If you choose to use e-cigarettes as part of your quit attempt, the advice from the NHS is clear: the goal should be to switch completely from cigarettes to e-cigarettes, and then to work toward stopping vaping as well. Continuing to smoke any conventional cigarettes alongside vaping provides minimal health benefit. If switching has not helped you stop smoking, speak to an NHS Stop Smoking Service or your GP about other options.
Frequently Asked Questions
E-cigarettes are substantially less harmful than conventional cigarettes, but they are not safe. They contain nicotine (which maintains addiction), and the vapour contains chemicals that can irritate the lungs. The long-term health effects of vaping are not yet known, as e-cigarettes have only been in widespread use for a short period. The CDC advises that e-cigarettes are not safe for youth, young adults, pregnant women, or adults who do not currently use tobacco products. For current adult smokers, completely switching to e-cigarettes reduces - but does not eliminate - health risks.
Some evidence suggests e-cigarettes can help adult smokers quit, particularly when combined with behavioural support. A 2019 trial (Hajek et al., NEJM) found higher quit rates with e-cigarettes plus counselling than with NRT plus counselling at one year (18% vs. 10%). However, the FDA has not approved e-cigarettes as a cessation aid, and 80% of those who quit using e-cigarettes were still vaping at one year. The NHS considers them a useful option for adult smokers who want to try them, but recommends approved medications and NRT as first-line approaches. If you are considering e-cigarettes for cessation, speak to your GP or a stop smoking advisor.

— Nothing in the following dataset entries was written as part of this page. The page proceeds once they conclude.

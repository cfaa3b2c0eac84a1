//! Strongly-typed identifiers.
//!
//! Subdomain ids and face indices are both plain integers on the external
//! side; the newtypes keep them from being mixed up.

mod indices;

pub use indices::{FaceIndex, SubdomainId};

Secondhand vapour from e-cigarettes is substantially less harmful than secondhand smoke from cigarettes, as it does not contain the combustion products of tobacco. However, it is not completely harmless - it still contains nicotine, fine particles, and some potentially harmful chemicals. Research on secondhand vapour exposure is limited, and health authorities recommend not vaping around children, pregnant women, or people with respiratory conditions. Secondhand vapour should not be conflated with secondhand smoke in terms of risk, but it should not be assumed to be safe for bystanders either.
Sources
Sources: NHS - Using e-cigarettes to stop smoking; CDC - About E-cigarettes; WHO - Tobacco; Hajek P. et al. (2019), "A Randomized Trial of E-Cigarettes versus Nicotine-Replacement Therapy," New England Journal of Medicine.